Tylonn Sawyer foreveryoung Pulse Nightclub 49
"Forever Young," Tylonn Sawyer's tribute in colored pencil to the Pulse nightclub shooting victims.

“I grew up in a blue-collar town, and as a young Black kid going to grad school, I was trying to see the relevance of this art to my own lived experience,” Sawyer says, reflecting on what has shaped him artistically. “My work now is heavily research-based and everything is handmade to the core, just like the blue-collar, get-it-done approach I grew up with.”

Surrounded by creativity at a young age, Sawyer grew up in the Greenfield neighborhood of Detroit. Both of his parents drew and encouraged him to create fantasy and sci-fi cartoons and comic books as a kid. He studied drawing and painting at Eastern Michigan University (EMU) as an undergrad and graduated with an MFA in painting from the New York Academy of Art in 2003. Sawyer also completed an independent study in painting at the Royal Academy of Arts in London. 
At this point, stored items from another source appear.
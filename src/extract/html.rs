//! HTML parsing for the scraping fallback
//!
//! Pulls the title, meta description, h1-h3 headings and visible text out
//! of a page. Text inside `script`, `style`, `noscript` and `template` is
//! dropped.

use crate::text::{collapse_whitespace, truncate_chars};
use scraper::{ElementRef, Html, Selector};

/// Parsed page parts
#[derive(Debug, Clone, PartialEq)]
pub struct ParsedHtml {
    pub title: Option<String>,
    pub meta_description: String,
    pub headers: Vec<String>,
    pub text: String,
}

const HIDDEN_ELEMENTS: &[&str] = &["script", "style", "noscript", "template"];

/// Parse an HTML document.
///
/// `max_chars` caps the visible text, `max_headers` the heading list.
pub fn parse_html(html: &str, max_chars: usize, max_headers: usize) -> ParsedHtml {
    let document = Html::parse_document(html);

    ParsedHtml {
        title: extract_title(&document),
        meta_description: extract_meta_description(&document),
        headers: extract_headers(&document, max_headers),
        text: truncate_chars(&visible_text(&document), max_chars).to_string(),
    }
}

fn select_first<'a>(document: &'a Html, selector: &str) -> Option<ElementRef<'a>> {
    let selector = Selector::parse(selector).ok()?;
    document.select(&selector).next()
}

fn element_text(element: &ElementRef) -> String {
    collapse_whitespace(&element.text().collect::<Vec<_>>().join(" "))
}

fn extract_title(document: &Html) -> Option<String> {
    select_first(document, "title")
        .map(|el| element_text(&el))
        .filter(|title| !title.is_empty())
}

fn extract_meta_description(document: &Html) -> String {
    ["meta[name='description']", "meta[property='og:description']"]
        .iter()
        .filter_map(|selector| select_first(document, selector))
        .filter_map(|el| el.value().attr("content"))
        .map(|content| content.trim().to_string())
        .find(|content| !content.is_empty())
        .unwrap_or_default()
}

/// Headings grouped by level: every h1, then h2, then h3
fn extract_headers(document: &Html, max_headers: usize) -> Vec<String> {
    let mut headers = Vec::new();

    for level in ["h1", "h2", "h3"] {
        let Ok(selector) = Selector::parse(level) else {
            continue;
        };
        headers.extend(
            document
                .select(&selector)
                .map(|el| element_text(&el))
                .filter(|text| !text.is_empty()),
        );
    }

    headers.truncate(max_headers);
    headers
}

fn visible_text(document: &Html) -> String {
    let chunks: Vec<&str> = document
        .root_element()
        .descendants()
        .filter_map(|node| {
            let text = node.value().as_text()?;
            let hidden = node.ancestors().any(|ancestor| {
                ancestor
                    .value()
                    .as_element()
                    .map(|el| HIDDEN_ELEMENTS.contains(&el.name()))
                    .unwrap_or(false)
            });
            (!hidden).then_some(&**text)
        })
        .collect();

    collapse_whitespace(&chunks.join(" "))
}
While Sawyer ensures that his work meets the intellectual demands of the art world, he prioritizes making it accessible to the average person; his goal is to move them, not “a bunch of art snobs.” He’s constantly thinking of both the scholar and the person down the street, he said, and researches issues that he sees in the world and in Detroit and other local communities.

Sawyer headshot

Sawyer is also passionate about education, and he loves teaching art as much as he loves actually creating it. He has taught art at EMU as well as at Marygrove College and the College for Creative Studies, and he is now a professor at Oakland Community College in Royal Oak. He cited one of his first college drawing professors, Richard Washington, as his inspiration for pursuing teaching.

“He was one of the few Black teachers I ever had in my life, much less a college professor who was an artist. It was like seeing an alien to me,” he says. “I fell in love with that man as a teacher and mentor: how charismatic he was, how effectively he taught, and how he was able to live a pretty nice life as an artist.”

In graduate school, Sawyer took classes in pedagogical studies, where he was awe-struck by the intention and science that goes into teaching. He discovered an interest in teaching through an internship with high school kids and worked as an art director for camps in the mountains in New York. Throughout it all, he has maintained a focus on the relationship between student and teacher.

“I really pay attention to that relationship and my responsibility as an instructor and mentor,” he said, adding that although it’s “weird” to have students older than him calling him their mentor, he wouldn’t change it.

Next for Sawyer are large-scale equestrian portraits — he has three such paintings in progress right now, including an oil painting of Octavia Butler that hails back to the early sci-fi and fantasy influences of his parents. He wanted to explore the idea of putting a (speculatively) queer, female icon on a horse since historically, equestrian portraits were only for the super-rich and elite. He also painted a Dyson sphere reminiscent of a halo on top of her head because he enjoys adding layers of distortion to traditionally romantic styles of art. Sawyer likes to be “enveloped” by large-scale paintings, and this portrait sits at seven-feet tall.

“My work is very labor intensive, so once a piece is done, I’m super happy — like, thank god,” he said. “But at the same time, I’m anxious to work on something else.”